Report how many lines of the data contain the string "None". Add nothing.

[Saved entries]
= = = =
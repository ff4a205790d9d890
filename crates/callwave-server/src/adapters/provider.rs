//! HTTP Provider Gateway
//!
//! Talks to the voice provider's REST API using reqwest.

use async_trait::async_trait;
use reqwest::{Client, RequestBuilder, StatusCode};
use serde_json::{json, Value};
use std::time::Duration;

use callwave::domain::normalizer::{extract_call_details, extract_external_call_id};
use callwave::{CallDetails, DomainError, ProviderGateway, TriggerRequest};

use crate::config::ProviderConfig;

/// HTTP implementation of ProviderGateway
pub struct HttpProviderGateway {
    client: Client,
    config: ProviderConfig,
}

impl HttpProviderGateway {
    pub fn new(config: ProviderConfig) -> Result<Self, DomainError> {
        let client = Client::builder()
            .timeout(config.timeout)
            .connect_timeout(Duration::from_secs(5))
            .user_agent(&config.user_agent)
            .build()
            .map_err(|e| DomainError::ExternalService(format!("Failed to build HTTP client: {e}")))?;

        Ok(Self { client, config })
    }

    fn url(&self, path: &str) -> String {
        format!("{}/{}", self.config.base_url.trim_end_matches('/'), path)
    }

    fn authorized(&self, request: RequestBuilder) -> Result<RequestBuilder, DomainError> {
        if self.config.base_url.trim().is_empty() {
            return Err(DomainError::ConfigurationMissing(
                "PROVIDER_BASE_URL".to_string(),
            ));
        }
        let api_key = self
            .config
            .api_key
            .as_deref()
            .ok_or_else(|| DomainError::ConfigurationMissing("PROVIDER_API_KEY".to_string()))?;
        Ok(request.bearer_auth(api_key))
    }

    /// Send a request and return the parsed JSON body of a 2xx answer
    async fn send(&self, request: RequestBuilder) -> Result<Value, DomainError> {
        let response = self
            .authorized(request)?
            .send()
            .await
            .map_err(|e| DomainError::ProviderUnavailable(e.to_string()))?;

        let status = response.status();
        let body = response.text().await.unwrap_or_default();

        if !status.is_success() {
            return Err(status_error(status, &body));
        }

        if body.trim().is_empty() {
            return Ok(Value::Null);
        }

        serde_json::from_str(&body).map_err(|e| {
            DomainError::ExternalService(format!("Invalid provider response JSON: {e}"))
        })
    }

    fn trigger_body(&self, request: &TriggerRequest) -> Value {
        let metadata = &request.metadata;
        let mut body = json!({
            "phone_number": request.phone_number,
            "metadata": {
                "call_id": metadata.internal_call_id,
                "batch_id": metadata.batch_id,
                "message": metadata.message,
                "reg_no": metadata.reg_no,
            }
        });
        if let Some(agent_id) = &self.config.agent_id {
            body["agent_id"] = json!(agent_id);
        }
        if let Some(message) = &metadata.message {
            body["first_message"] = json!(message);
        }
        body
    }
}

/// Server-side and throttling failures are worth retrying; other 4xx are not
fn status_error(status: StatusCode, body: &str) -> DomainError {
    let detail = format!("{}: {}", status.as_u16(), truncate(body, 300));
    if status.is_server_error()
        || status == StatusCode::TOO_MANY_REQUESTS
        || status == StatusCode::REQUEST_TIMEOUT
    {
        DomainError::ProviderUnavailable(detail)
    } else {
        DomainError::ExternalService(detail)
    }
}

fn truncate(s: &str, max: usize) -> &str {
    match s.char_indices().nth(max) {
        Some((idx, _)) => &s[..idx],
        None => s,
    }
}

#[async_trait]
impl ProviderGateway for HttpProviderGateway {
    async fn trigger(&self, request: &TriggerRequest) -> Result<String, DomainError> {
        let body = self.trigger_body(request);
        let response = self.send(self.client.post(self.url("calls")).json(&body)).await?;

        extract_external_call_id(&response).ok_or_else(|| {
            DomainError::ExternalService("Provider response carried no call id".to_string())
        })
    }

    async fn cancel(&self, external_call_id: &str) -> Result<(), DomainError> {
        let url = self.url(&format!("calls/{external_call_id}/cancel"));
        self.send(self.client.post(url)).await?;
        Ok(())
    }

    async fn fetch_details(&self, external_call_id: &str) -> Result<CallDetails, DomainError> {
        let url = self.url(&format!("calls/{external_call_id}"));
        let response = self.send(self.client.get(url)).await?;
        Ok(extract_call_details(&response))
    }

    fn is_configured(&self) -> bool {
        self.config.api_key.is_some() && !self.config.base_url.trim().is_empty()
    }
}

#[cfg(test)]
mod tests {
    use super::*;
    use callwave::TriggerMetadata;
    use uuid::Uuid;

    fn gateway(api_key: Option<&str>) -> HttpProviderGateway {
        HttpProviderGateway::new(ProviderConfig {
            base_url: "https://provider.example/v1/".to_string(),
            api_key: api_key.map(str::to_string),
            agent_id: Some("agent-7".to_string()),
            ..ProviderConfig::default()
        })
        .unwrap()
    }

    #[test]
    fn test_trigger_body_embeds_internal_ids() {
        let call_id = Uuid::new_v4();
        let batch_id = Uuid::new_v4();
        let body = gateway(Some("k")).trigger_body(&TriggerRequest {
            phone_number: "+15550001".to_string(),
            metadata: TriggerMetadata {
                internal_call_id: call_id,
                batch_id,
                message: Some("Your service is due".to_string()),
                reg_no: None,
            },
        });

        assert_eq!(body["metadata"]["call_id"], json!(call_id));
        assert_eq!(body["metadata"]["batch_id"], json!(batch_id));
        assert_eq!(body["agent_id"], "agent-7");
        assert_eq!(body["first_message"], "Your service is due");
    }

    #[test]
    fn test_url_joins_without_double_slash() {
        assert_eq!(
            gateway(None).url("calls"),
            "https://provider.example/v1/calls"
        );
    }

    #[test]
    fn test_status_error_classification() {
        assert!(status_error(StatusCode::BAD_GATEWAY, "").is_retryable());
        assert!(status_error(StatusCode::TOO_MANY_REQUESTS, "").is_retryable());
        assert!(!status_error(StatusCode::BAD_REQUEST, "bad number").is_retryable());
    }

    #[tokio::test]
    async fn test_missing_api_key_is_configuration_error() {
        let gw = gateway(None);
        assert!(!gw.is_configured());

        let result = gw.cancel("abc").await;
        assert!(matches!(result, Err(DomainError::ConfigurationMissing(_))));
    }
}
= = = =
### Answer to the problem:
4